2. Makna Referensial dan Nonreferensial
Makna referensial adalah makna yang berhubungan langsung dengan kenyataan atau referent (acuan), makna referensial disebut juga makna kognitif, karena memiliki acuan. Perbedaan makna referensial dan makna Nonreferensial berdasarkan ada tidak adanya referen dari kata-kata itu. Bila kata-kata itu mempunyai referen, yaitu sesuatu diluar bahasa yang diacu oleh kata itu maka kata tersebut disebut kata bermakna referensial, Kalau kata-kata itu tidak mempunyai referen maka kata itu disebut kata bermakna Nonreferensial. Kata meja dan kursi termasuk kata yang bermakna referensial karena keduanya mempunyai referen yaitu sejenis perabot rumah tangga yang disebut “meja” dan “kursi” sebaliknya kata karena dan tetapi tidak mempunyai referen. Jadi, kata karena dan tetapi termasuk kata yang bermakna nonreferensial. Dapat disimak bahwa kata-kata yang termasuk kategori kata penuh, seperti sudah disebutkan di muka, adalah termasuk kata-kata yang bermakna referensial dan yang termasuk kelas kata tugas seperti preposisi dan kongjungsi, adalah kata-kata yang termasuk kata bermakna nonreferensial.
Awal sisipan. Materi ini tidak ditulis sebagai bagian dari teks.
//! Search an online map portal for web maps and load the one the user picks,
//! exposed as an observable view model a UI layer binds to.

pub mod app;
pub mod backends;
pub mod config;
pub mod models;
pub mod services;
pub mod ui;
pub mod utils;

#[cfg(test)]
mod test_utils;

pub use backends::{ArcGisPortal, PortalBackend};
pub use config::Config;
pub use models::{PortalItem, PortalSession, SearchQuery, SearchSettings, WebMap};
pub use ui::{ErrorNotifier, OperationOutcome, SearchLoadViewModel, ViewModel};
pub use utils::PortalError;
use anyhow::Result;
use tracing::info;
use tracing_subscriber::EnvFilter;

use webmap_browser::{Config, app};

fn main() -> Result<()> {
    // Initialize tracing
    tracing_subscriber::fmt()
        .with_env_filter(
            EnvFilter::try_from_default_env()
                .unwrap_or_else(|_| EnvFilter::new("webmap_browser=info")),
        )
        .init();

    info!("Starting web map browser");

    let config = Config::load()?;

    let query = std::env::args().skip(1).collect::<Vec<_>>().join(" ");
    let query = (!query.trim().is_empty()).then_some(query);

    // Initialize Tokio runtime for async operations
    let runtime = tokio::runtime::Runtime::new()?;
    runtime.block_on(app::run(config, query))
}
use serde::{Deserialize, Serialize};
use std::fmt;

pub const DEFAULT_SEARCH_LIMIT: usize = 20;
pub const DEFAULT_SORT_FIELD: &str = "avgrating";
pub const DEFAULT_ITEM_TYPE_FILTER: &str = r#"type:"web map" NOT "web mapping application""#;

#[derive(Debug, Clone, Copy, PartialEq, Eq, Serialize, Deserialize, Default)]
#[serde(rename_all = "lowercase")]
pub enum SortOrder {
    Asc,
    #[default]
    Desc,
}

impl SortOrder {
    pub fn as_str(&self) -> &'static str {
        match self {
            SortOrder::Asc => "asc",
            SortOrder::Desc => "desc",
        }
    }
}

impl fmt::Display for SortOrder {
    fn fmt(&self, f: &mut fmt::Formatter<'_>) -> fmt::Result {
        f.write_str(self.as_str())
    }
}

/// Fixed parameters applied to every catalog search.
#[derive(Debug, Clone, PartialEq, Eq, Serialize, Deserialize)]
pub struct SearchSettings {
    #[serde(default = "default_limit")]
    pub limit: usize,

    #[serde(default = "default_sort_field")]
    pub sort_field: String,

    #[serde(default)]
    pub sort_order: SortOrder,

    #[serde(default = "default_item_type_filter")]
    pub item_type_filter: String,
}

impl Default for SearchSettings {
    fn default() -> Self {
        Self {
            limit: default_limit(),
            sort_field: default_sort_field(),
            sort_order: SortOrder::default(),
            item_type_filter: default_item_type_filter(),
        }
    }
}

impl SearchSettings {
    pub fn query(&self, text: impl Into<String>) -> SearchQuery {
        SearchQuery {
            text: text.into(),
            item_type_filter: self.item_type_filter.clone(),
            limit: self.limit,
            sort_field: self.sort_field.clone(),
            sort_order: self.sort_order,
        }
    }
}

fn default_limit() -> usize {
    DEFAULT_SEARCH_LIMIT
}

fn default_sort_field() -> String {
    DEFAULT_SORT_FIELD.to_string()
}

fn default_item_type_filter() -> String {
    DEFAULT_ITEM_TYPE_FILTER.to_string()
}

/// A ranked catalog search.
#[derive(Debug, Clone, PartialEq, Eq)]
pub struct SearchQuery {
    pub text: String,
    pub item_type_filter: String,
    pub limit: usize,
    pub sort_field: String,
    pub sort_order: SortOrder,
}

impl SearchQuery {
    /// Free text followed by the item type constraint. Empty text leaves only
    /// the constraint, which broadens the query to every matching item.
    pub fn query_string(&self) -> String {
        let text = self.text.trim();
        let filter = self.item_type_filter.trim();
        match (text.is_empty(), filter.is_empty()) {
            (true, _) => filter.to_string(),
            (false, true) => text.to_string(),
            (false, false) => format!("{} {}", text, filter),
        }
    }
}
Karena kata-kata yang termasuk preposisi dan kongjungsi tidak mempunyai referen maka banyak orang menyatakan kata-kata tersebut tidak memiliki makna. Kata-kata tersebut hanya memiliki fungsi atau tugas maka dinamailah kata-kata tersebut dengan nama kata fungsi atau kata tugas. Sebenarnya kata-kata ini juga mempunyai makna, hanya tidak mempunyai referen. Hal ini jelas dari nama yang diberikan semantik, yaitu kata yang bermakna nonreferensial. Mempunyai makna, tetapi tidak memiliki referen.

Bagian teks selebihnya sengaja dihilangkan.